◆ **Goal of the exercise**
Write out the records below once more, exactly and completely.

◆ **Input material**

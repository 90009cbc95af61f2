//! # Touchdeck core
//!
//! On-screen virtual controls are described by a [`Layout`]: ordered layers,
//! each holding interactive ("normal") widgets and passive text widgets.
//! This crate owns the model and the pure pieces every other crate leans on:
//!
//! - [`geometry`]: percentage ↔ pixel conversions and rectangle distance.
//! - [`visibility`]: which layers and widgets are live for the current
//!   input context (cursor grabbed, mouse or gamepad in use).
//! - [`layout`]: the widget arena, layer ordering and mutation setters.
//! - [`input`]: raw pointer samples fed in by the platform.
//!
//! ```rust
//! use touchdeck_core::*;
//!
//! let metrics = ScreenMetrics::new(1920.0, 1080.0, 2.0);
//! let mut layout = Layout::new();
//! let layer = layout.add_layer(Layer::new("main", "Main")).unwrap();
//! let key = layout
//!     .add_widget(
//!         layer,
//!         Widget::normal("fire", NormalWidget::new(vec![ClickEvent::key("MOUSE_LEFT")]))
//!             .sized(WidgetSize::Fixed { width_dp: 60.0, height_dp: 60.0 })
//!             .at(PercentPosition::new(10000, 10000)),
//!     )
//!     .unwrap();
//!
//! // 120px square pinned to the bottom-right corner
//! let rect = layout.widget_rect(key, &metrics);
//! assert_eq!((rect.x, rect.y, rect.w), (1800.0, 960.0, 120.0));
//! ```
//!
//! Everything here is single-threaded: a layout is mutated only by the thread
//! that processes its input events.

pub mod error;
pub mod geometry;
pub mod input;
pub mod layout;
pub mod signal;
pub mod visibility;
pub mod widget;

pub use error::LayoutError;
pub use geometry::*;
pub use input::*;
pub use layout::*;
pub use signal::*;
pub use visibility::*;
pub use widget::*;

◆ **Result for this task**
repository 90009cbc95af61f2
//! # Touchdeck core
//!
//! On-screen virtual controls are described by a [`Layout`]: ordered layers,
//! each holding interactive ("normal") widgets and passive text widgets.
//! This crate owns the model and the pure pieces every other crate leans on:
//!
//! - [`geometry`]: percentage ↔ pixel conversions and rectangle distance.
//! - [`visibility`]: which layers and widgets are live for the current
//!   input context (cursor grabbed, mouse or gamepad in use).
//! - [`layout`]: the widget arena, layer ordering and mutation setters.
//! - [`input`]: raw pointer samples fed in by the platform.
//!
//! ```rust
//! use touchdeck_core::*;
//!
//! let metrics = ScreenMetrics::new(1920.0, 1080.0, 2.0);
//! let mut layout = Layout::new();
//! let layer = layout.add_layer(Layer::new("main", "Main")).unwrap();
//! let key = layout
//!     .add_widget(
//!         layer,
//!         Widget::normal("fire", NormalWidget::new(vec![ClickEvent::key("MOUSE_LEFT")]))
//!             .sized(WidgetSize::Fixed { width_dp: 60.0, height_dp: 60.0 })
//!             .at(PercentPosition::new(10000, 10000)),
//!     )
//!     .unwrap();
//!
//! // 120px square pinned to the bottom-right corner
//! let rect = layout.widget_rect(key, &metrics);
//! assert_eq!((rect.x, rect.y, rect.w), (1800.0, 960.0, 120.0));
//! ```
//!
//! Everything here is single-threaded: a layout is mutated only by the thread
//! that processes its input events.

pub mod error;
pub mod geometry;
pub mod input;
pub mod layout;
pub mod signal;
pub mod visibility;
pub mod widget;

pub use error::LayoutError;
pub use geometry::*;
pub use input::*;
pub use layout::*;
pub use signal::*;
pub use visibility::*;
pub use widget::*;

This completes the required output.